Mundy A R, Shah P J, Borzyskowski M, Saxton H M
Br J Urol. 1985 Dec;57(6):647-51. doi: 10.1111/j.1464-410x.1985.tb07024.x.
Four hundred and two videourodynamic studies were performed on 207 children with neuropathic vesicourethral dysfunction due to myelomeningocele. The children were divided into three groups (contractile, intermediate and acontractile) according to the urodynamic behaviour of their bladders, and the behaviour of the bladder neck and distal sphincter mechanism was assessed in each group. The bladder neck may be competent or incompetent in children with contractile bladders but is never obstructive, and is always incompetent in children with either intermediate or acontractile bladders at their usual bladder volumes. The distal sphincter mechanism is nearly always dynamically obstructive (detrusor-sphincter dyssynergia) in children with contractile bladders but is rarely if ever incompetent, whereas in children with intermediate or acontractile bladders, both (static) distal sphincter obstruction and sphincter weakness incontinence exist to some degree, although the predominance of one of these may mask the existence of the other unless it is specifically looked for or some therapeutic manoeuvre unmasks it. The main conclusion from this study is that, with the possible exception of those few children with more minor partial cord lesions, dysfunction of one or both sphincter mechanisms is the rule in congenital cord lesions.

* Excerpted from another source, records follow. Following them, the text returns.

//! User compute work hooked into fixed points of the frame.

use crate::backend::CommandList;
use crate::pipeline::PipelineContext;

/// Where in the frame a compute event is recorded.
#[derive(Debug, Clone, Copy, PartialEq, Eq, Hash)]
pub enum ComputeStage {
    /// On the compute queue, before any graphics work. The graphics queue
    /// waits for it (skinning, particle simulation).
    FrameStart,
    /// On the graphics queue, before the depth prepass.
    BeforeDepthPrepass,
    /// On the graphics queue, before the opaque color pass.
    BeforeOpaque,
    /// On the graphics queue, before transparent geometry and post
    /// processing.
    BeforeTransparentAndPostProcessing,
}

impl ComputeStage {
    pub const ALL: [ComputeStage; 4] = [
        ComputeStage::FrameStart,
        ComputeStage::BeforeDepthPrepass,
        ComputeStage::BeforeOpaque,
        ComputeStage::BeforeTransparentAndPostProcessing,
    ];

    fn index(self) -> usize {
        match self {
            ComputeStage::FrameStart => 0,
            ComputeStage::BeforeDepthPrepass => 1,
            ComputeStage::BeforeOpaque => 2,
            ComputeStage::BeforeTransparentAndPostProcessing => 3,
        }
    }
}

/// A recorded callback. Runs once, on the thread recording its stage.
pub type ComputeEvent = Box<dyn FnOnce(&mut CommandList, &PipelineContext<'_>) + Send>;

/// Compute events of one frame, grouped by stage.
#[derive(Default)]
pub struct ComputePass {
    events: [Vec<ComputeEvent>; 4],
}

impl ComputePass {
    pub fn new() -> Self {
        Self::default()
    }

    pub fn add_event<F>(&mut self, stage: ComputeStage, event: F)
    where
        F: FnOnce(&mut CommandList, &PipelineContext<'_>) + Send + 'static,
    {
        self.events[stage.index()].push(Box::new(event));
    }

    pub fn len(&self, stage: ComputeStage) -> usize {
        self.events[stage.index()].len()
    }

    pub fn is_empty(&self) -> bool {
        self.events.iter().all(Vec::is_empty)
    }

    /// Remove and return the events of `stage` for recording.
    pub fn take(&mut self, stage: ComputeStage) -> Vec<ComputeEvent> {
        std::mem::take(&mut self.events[stage.index()])
    }

    pub fn reset(&mut self) {
        for events in &mut self.events {
            events.clear();
        }
    }
}

impl std::fmt::Debug for ComputePass {
    fn fmt(&self, f: &mut std::fmt::Formatter<'_>) -> std::fmt::Result {
        let mut s = f.debug_struct("ComputePass");
        for stage in ComputeStage::ALL {
            s.field(&format!("{:?}", stage), &self.len(stage));
        }
        s.finish()
    }
}

/// Record `events` in order into `cl`, each inside a debug event.
pub fn record_compute_events(
    cl: &mut CommandList,
    ctx: &PipelineContext<'_>,
    label: &str,
    events: Vec<ComputeEvent>,
) {
    if events.is_empty() {
        return;
    }
    cl.begin_event(label);
    for event in events {
        event(cl, ctx);
    }
    cl.end_event();
}

#[cfg(test)]
mod tests {
    use super::*;
    use crate::backend::{DummyBackend, QueueType};
    use crate::pipeline::{CommonMaterialInfo, PipelineLibrary};
    use crate::scene::Camera;

    #[test]
    fn test_events_grouped_and_taken_in_order() {
        let mut pass = ComputePass::new();
        pass.add_event(ComputeStage::BeforeOpaque, |cl, _| cl.dispatch(1, 1, 1));
        pass.add_event(ComputeStage::BeforeOpaque, |cl, _| cl.dispatch(2, 1, 1));
        pass.add_event(ComputeStage::FrameStart, |cl, _| cl.dispatch(3, 1, 1));
        assert_eq!(pass.len(ComputeStage::BeforeOpaque), 2);

        let backend = DummyBackend::new();
        let library = PipelineLibrary::new(&backend).unwrap();
        let camera = Camera::default().uniform_data(8, 8);
        let common = CommonMaterialInfo::default();
        let ctx = PipelineContext {
            library: &library,
            camera: &camera,
            common: &common,
        };

        let mut cl = CommandList::new(QueueType::Graphics, "test");
        let events = pass.take(ComputeStage::BeforeOpaque);
        record_compute_events(&mut cl, &ctx, "Before opaque", events);
        assert_eq!(pass.len(ComputeStage::BeforeOpaque), 0);
        assert_eq!(pass.len(ComputeStage::FrameStart), 1);
        assert_eq!(cl.event_names().collect::<Vec<_>>(), vec!["Before opaque"]);

        pass.reset();
        assert!(pass.is_empty());
    }
}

对207例因脊髓脊膜膨出导致神经源性膀胱尿道功能障碍的患儿进行了402次视频尿动力学检查。根据膀胱的尿动力学表现,将患儿分为三组(收缩性、中间型和无收缩性),并对每组膀胱颈和远端括约肌机制的表现进行评估。收缩性膀胱患儿的膀胱颈可能功能正常或功能不全,但从不梗阻,而中间型或无收缩性膀胱患儿在其通常膀胱容量时膀胱颈总是功能不全。收缩性膀胱患儿的远端括约肌机制几乎总是动态梗阻(逼尿肌-括约肌协同失调),但很少功能不全,而在中间型或无收缩性膀胱患儿中,(静态)远端括约肌梗阻和括约肌无力性尿失禁在某种程度上均存在,尽管其中一种情况占主导可能掩盖另一种情况的存在,除非专门寻找或通过某些治疗手段揭示它。这项研究的主要结论是,除了少数脊髓病变较轻的患儿外,先天性脊髓病变的规律是一种或两种括约肌机制功能障碍。